Provided entries ->

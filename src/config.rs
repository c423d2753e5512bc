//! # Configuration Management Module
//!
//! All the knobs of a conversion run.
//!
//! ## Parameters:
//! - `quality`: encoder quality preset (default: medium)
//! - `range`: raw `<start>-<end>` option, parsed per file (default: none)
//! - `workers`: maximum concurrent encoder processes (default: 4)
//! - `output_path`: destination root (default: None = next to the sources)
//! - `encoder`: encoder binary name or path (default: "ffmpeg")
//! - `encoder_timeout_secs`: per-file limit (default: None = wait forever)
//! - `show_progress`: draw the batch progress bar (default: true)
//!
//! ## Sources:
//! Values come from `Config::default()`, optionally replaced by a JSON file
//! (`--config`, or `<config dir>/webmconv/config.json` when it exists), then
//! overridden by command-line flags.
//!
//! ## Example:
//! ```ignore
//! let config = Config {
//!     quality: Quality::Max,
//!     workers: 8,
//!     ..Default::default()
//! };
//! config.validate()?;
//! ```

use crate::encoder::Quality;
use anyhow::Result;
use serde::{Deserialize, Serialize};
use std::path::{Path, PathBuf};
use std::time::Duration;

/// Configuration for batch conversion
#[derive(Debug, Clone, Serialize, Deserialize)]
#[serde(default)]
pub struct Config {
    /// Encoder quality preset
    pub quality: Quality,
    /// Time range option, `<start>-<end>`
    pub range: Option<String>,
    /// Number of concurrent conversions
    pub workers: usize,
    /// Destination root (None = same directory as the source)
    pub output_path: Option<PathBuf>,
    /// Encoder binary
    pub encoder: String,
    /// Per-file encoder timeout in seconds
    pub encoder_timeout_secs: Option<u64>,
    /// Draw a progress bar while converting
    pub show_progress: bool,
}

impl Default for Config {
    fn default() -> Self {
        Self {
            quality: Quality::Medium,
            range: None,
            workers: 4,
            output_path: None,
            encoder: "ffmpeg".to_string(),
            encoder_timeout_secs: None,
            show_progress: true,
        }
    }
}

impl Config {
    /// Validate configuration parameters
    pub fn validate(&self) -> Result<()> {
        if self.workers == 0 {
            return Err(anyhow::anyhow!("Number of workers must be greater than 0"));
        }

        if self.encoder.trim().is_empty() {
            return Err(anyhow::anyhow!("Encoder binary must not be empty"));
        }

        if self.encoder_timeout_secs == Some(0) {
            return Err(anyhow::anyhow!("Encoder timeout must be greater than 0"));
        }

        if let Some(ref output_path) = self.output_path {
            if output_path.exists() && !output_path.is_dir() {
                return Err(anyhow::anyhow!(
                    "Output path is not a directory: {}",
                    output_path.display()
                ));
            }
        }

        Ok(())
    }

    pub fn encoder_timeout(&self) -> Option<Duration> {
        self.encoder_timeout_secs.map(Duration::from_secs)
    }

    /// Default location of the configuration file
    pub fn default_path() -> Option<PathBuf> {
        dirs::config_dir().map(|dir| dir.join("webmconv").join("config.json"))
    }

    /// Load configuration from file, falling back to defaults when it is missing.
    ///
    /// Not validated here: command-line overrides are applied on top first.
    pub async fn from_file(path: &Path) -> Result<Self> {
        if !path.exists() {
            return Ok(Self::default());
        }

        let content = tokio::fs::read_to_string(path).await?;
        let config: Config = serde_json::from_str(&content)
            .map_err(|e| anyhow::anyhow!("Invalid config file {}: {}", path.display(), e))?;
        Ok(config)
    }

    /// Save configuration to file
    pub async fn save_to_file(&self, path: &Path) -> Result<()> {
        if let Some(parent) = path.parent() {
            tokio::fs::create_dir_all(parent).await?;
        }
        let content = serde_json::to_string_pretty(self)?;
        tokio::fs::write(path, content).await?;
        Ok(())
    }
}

---

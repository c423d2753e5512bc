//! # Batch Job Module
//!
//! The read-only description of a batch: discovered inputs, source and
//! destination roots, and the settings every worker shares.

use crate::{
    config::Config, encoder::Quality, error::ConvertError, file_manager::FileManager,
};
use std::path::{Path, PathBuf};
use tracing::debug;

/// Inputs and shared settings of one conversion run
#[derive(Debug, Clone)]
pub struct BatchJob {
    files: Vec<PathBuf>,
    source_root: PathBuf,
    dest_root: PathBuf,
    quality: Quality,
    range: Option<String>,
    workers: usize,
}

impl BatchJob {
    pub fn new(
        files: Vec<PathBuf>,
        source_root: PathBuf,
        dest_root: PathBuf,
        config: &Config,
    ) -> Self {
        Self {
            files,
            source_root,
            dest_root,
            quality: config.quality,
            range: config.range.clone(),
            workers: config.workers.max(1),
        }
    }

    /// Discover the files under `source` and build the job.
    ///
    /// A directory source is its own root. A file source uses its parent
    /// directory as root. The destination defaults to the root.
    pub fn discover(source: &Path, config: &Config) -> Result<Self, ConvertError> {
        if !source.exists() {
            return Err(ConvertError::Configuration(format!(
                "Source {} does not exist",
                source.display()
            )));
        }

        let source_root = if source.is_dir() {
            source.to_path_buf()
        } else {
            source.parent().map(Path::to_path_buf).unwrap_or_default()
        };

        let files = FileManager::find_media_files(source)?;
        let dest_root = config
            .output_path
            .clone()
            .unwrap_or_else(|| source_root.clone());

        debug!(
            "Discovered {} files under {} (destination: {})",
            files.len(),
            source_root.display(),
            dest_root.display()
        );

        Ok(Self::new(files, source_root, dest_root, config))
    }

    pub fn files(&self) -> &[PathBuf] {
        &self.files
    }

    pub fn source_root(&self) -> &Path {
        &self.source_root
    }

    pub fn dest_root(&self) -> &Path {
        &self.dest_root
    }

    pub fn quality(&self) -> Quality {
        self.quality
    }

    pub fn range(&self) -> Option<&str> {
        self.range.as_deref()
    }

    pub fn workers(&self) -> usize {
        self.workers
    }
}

Problem statement -> If the string "impl" appears in a line of the entries, report the line.

Expected answer ->
impl Default for Config {
impl Config {
impl BatchJob {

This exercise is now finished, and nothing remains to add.